* _Aim of the exercise_
Return the lines below that contain "created".

Stored items
Start of Block
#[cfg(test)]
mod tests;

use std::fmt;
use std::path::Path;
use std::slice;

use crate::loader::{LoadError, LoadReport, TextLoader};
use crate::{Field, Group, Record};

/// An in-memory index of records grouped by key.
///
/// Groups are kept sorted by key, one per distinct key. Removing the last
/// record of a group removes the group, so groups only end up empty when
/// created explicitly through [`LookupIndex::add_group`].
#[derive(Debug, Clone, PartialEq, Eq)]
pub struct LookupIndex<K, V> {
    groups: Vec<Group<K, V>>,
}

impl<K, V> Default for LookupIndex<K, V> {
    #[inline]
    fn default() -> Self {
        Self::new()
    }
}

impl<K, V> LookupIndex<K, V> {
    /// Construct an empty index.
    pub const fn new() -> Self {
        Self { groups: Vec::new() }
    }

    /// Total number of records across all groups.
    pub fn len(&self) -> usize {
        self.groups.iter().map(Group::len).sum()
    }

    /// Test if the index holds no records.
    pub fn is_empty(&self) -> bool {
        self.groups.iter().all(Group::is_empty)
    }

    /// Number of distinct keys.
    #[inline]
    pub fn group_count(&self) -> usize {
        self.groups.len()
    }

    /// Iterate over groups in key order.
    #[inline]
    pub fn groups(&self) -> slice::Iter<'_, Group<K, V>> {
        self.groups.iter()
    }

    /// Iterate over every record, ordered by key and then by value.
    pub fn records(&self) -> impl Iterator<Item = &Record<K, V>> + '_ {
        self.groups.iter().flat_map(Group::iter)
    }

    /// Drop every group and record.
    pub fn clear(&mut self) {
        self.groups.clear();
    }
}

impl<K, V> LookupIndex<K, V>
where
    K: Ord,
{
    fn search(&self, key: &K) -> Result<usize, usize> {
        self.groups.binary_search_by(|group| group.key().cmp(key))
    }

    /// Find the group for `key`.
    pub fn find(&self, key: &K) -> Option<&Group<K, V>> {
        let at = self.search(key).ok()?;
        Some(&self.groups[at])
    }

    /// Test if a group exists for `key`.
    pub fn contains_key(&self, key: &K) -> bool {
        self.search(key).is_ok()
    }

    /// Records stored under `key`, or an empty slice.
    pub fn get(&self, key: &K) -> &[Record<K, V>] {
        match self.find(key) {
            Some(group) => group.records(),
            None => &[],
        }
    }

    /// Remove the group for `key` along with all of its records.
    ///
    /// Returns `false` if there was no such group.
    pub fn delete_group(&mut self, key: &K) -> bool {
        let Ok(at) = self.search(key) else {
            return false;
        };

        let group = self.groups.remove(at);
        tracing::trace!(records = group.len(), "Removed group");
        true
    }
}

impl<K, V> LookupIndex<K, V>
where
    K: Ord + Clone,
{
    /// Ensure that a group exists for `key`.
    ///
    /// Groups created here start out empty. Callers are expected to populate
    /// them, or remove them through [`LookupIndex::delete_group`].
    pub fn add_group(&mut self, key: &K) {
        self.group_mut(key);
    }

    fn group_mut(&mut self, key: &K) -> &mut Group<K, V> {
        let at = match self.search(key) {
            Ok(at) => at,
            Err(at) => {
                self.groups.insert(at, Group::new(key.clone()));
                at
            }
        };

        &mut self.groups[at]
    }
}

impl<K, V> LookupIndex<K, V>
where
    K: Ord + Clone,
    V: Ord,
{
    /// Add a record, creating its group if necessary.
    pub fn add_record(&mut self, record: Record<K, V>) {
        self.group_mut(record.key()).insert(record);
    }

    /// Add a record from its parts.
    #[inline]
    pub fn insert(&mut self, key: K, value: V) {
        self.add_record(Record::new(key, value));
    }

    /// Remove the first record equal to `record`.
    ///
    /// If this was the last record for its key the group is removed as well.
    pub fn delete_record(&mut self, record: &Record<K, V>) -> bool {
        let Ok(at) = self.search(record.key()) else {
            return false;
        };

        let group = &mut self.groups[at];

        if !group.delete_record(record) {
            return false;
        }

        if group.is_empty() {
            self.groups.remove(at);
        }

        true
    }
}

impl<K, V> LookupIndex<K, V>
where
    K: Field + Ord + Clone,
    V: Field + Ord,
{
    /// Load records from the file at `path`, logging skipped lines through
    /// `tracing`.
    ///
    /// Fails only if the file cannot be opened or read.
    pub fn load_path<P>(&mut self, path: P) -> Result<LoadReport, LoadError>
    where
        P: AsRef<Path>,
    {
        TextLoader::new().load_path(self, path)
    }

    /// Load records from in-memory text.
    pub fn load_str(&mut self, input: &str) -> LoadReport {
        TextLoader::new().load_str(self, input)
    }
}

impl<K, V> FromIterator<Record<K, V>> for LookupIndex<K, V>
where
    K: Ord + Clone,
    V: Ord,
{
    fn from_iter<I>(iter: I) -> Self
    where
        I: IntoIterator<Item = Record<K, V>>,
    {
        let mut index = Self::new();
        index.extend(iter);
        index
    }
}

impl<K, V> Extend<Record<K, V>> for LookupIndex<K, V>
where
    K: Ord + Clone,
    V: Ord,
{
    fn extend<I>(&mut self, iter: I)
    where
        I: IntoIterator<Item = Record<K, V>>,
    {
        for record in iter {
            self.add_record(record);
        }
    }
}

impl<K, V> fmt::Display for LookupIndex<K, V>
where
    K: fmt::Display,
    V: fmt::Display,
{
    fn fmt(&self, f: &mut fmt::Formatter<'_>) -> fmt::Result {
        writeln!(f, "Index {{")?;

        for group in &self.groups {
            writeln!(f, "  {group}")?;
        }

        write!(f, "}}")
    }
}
End of Block
* _Worked solution_
/// created explicitly through [`LookupIndex::add_group`].
    /// Groups created here start out empty. Callers are expected to populate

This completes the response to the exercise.